Discinidae is a family in the brachiopod superfamily Discinoidea. Unlike most brachiopods, which have uniformly calcitic or phosphatic shells, modern-day discinids incorporate tablets of silica into their valves. These are covered with vesicles into which the siliceous tablets are cemented, much like a closely packed mosaic, and held together with apatite. These vesicles eventually degrade, but nevertheless still leave an imprint on the shell itself. It has been suggested that this siliceous biomineralisation might also have occurred amongst some of the earliest Paleozoic brachiopods because similar patterns of shell imprints have been observed amongst them too.
Crania is an extinct genus of brachiopods that lived during the Upper Cretaceous.
Pelagodiscus is a monospecific genus of discinid brachiopods. Silica tablets leave a distinctive tesselating imprint on the inner surface of its shell.
Novocrania anomala is a species of brachiopod found offshore in the eastern Atlantic Ocean.
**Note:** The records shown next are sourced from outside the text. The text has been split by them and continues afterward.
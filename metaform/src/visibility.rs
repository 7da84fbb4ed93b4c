//! Dependency resolution: field visibility and the effective required flag.
//!
//! Both are recomputed from scratch against the current values on every
//! change. Nothing here is cached.

use std::cmp::Ordering;

use crate::field::{Condition, Dependency, FieldSpec};
use crate::value::{self, Values};

impl Dependency {
    /// Whether this condition holds for the current values.
    pub fn is_met(&self, values: &Values) -> bool {
        let actual = values.get(&self.field);
        let expected = self.value.as_ref();
        match self.condition {
            Condition::Equals => value::strict_equals(actual, expected),
            Condition::NotEquals => !value::strict_equals(actual, expected),
            Condition::GreaterThan => {
                value::compare_numeric(actual, expected) == Some(Ordering::Greater)
            }
            Condition::LessThan => value::compare_numeric(actual, expected) == Some(Ordering::Less),
            Condition::Exists => value::is_truthy(actual),
        }
    }
}

/// Logical AND over all conditions; vacuously true when empty.
pub fn conditions_met(dependencies: &[Dependency], values: &Values) -> bool {
    dependencies.iter().all(|dep| dep.is_met(values))
}

/// Whether `field` is visible for the current values.
///
/// Fields without dependencies are always visible.
pub fn is_visible(field: &FieldSpec, values: &Values) -> bool {
    match &field.dependencies {
        None => true,
        Some(dependencies) => conditions_met(&dependencies.resolve(values), values),
    }
}

/// The effective required flag of `field` for the current values.
pub fn is_required(field: &FieldSpec, values: &Values) -> bool {
    *field.required.resolve(values)
}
Mickwitziids are a Cambrian group of shelly fossils with originally phosphatic valves, belonging to the Brachiopod stem group, and exemplified by the genus Mickwitzia – the other genera are Heliomedusa and Setatella. The family Mickwitziidae is conceivably paraphyletic with respect to certain crown-group brachiopods.
Valdiviathyris is a genus of craniate brachiopods that has changed little since the Silurian, from when fossils are known. The extant species V. quenstedti is known from the late Eocene.
Novocrania is a genus of brachiopods found off shore.
Abyssorhynchia is an extant brachiopod genus found in the Pacific Ocean.